**What is expected:** Scan each line of the records for the word "Some" and extract the ones that have it.

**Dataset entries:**
•••••

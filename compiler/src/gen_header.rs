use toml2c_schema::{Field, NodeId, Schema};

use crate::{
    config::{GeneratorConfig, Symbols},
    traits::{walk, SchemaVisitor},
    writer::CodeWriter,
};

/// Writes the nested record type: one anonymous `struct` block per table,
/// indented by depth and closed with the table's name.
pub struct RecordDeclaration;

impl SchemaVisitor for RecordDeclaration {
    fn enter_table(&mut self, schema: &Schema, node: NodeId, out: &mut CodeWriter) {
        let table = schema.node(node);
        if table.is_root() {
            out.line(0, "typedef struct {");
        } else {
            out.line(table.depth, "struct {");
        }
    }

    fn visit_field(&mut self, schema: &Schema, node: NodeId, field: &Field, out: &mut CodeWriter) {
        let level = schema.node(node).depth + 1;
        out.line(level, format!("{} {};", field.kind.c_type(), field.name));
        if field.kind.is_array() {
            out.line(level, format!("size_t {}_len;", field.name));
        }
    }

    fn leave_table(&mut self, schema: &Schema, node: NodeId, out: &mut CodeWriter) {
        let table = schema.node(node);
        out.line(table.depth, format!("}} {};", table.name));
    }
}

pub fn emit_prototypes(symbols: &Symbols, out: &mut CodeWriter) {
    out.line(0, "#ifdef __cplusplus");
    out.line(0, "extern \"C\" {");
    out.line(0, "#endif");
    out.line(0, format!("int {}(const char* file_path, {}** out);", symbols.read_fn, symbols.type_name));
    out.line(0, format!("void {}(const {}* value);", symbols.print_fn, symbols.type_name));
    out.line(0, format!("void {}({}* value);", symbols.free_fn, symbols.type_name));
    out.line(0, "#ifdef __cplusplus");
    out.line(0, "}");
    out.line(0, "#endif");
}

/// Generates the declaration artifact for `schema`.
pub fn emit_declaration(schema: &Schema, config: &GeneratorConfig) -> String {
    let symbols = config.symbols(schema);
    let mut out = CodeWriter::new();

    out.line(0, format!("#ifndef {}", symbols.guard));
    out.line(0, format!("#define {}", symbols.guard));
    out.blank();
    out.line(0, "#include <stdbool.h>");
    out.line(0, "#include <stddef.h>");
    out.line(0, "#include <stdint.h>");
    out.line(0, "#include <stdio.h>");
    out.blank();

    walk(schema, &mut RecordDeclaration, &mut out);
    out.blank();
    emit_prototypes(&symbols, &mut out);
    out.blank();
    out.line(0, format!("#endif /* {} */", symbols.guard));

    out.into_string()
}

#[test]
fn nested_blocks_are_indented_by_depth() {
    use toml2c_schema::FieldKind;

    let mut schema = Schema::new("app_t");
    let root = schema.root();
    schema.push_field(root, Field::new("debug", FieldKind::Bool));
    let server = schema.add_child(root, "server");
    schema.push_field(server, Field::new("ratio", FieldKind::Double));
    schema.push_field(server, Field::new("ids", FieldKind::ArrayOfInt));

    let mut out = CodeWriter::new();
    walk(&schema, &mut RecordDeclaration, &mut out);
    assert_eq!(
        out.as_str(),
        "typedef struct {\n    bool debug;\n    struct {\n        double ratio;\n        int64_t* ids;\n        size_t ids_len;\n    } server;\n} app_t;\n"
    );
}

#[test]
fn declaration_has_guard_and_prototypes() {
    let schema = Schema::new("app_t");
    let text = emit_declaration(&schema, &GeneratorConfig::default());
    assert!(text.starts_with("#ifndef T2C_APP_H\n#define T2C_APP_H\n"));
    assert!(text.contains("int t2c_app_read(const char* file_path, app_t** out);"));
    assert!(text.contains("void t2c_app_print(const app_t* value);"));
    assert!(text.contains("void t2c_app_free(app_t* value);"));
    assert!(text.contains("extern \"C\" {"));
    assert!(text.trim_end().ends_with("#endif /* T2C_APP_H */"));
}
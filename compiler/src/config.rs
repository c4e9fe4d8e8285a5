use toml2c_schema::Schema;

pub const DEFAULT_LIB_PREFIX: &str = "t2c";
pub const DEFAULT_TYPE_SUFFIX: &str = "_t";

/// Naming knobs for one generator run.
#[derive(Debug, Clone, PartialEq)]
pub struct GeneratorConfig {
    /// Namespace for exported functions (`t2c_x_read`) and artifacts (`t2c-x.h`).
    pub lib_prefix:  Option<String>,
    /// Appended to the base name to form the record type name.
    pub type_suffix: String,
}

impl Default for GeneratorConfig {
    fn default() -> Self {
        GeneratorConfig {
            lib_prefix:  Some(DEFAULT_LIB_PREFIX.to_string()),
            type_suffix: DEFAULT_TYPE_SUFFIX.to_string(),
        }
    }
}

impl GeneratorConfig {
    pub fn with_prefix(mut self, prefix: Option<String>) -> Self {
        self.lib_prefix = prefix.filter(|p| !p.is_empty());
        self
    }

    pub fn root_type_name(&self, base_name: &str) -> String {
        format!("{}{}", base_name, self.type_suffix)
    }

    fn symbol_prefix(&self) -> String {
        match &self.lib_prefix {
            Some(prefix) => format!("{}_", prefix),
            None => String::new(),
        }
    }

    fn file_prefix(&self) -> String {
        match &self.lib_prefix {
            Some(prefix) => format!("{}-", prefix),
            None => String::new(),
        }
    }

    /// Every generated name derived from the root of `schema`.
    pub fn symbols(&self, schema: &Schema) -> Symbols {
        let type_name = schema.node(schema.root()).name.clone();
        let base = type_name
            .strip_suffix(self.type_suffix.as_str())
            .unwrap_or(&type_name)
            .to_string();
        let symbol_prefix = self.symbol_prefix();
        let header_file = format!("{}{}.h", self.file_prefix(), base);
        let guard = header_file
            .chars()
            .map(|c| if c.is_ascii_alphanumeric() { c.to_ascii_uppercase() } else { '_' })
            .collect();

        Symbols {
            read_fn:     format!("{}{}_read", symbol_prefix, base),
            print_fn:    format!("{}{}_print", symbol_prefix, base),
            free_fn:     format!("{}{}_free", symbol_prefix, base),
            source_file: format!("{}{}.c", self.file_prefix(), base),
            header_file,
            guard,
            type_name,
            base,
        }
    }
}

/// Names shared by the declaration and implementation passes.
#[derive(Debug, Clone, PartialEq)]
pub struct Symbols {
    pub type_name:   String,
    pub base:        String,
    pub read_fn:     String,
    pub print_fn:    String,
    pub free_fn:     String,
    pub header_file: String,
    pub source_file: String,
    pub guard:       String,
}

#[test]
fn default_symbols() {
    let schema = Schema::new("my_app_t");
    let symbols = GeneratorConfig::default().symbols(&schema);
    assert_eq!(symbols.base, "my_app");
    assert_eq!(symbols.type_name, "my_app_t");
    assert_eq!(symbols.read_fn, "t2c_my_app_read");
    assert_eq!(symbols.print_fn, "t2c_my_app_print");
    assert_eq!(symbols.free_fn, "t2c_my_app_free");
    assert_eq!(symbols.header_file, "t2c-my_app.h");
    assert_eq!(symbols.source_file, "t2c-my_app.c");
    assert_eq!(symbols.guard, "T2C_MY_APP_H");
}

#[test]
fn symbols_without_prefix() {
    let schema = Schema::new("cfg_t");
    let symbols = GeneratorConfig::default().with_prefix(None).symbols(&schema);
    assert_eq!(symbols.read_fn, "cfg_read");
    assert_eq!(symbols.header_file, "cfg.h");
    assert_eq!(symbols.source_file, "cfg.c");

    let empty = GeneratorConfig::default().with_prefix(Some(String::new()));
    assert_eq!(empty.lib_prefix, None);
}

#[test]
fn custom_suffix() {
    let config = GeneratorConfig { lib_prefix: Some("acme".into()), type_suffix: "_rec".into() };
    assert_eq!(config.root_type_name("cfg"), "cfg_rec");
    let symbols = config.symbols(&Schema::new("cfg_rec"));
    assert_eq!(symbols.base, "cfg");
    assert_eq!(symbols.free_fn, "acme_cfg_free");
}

•••••

**Output of the task:**
            lib_prefix:  Some(DEFAULT_LIB_PREFIX.to_string()),
            Some(prefix) => format!("{}_", prefix),
            Some(prefix) => format!("{}-", prefix),
    let empty = GeneratorConfig::default().with_prefix(Some(String::new()));
    let config = GeneratorConfig { lib_prefix: Some("acme".into()), type_suffix: "_rec".into() };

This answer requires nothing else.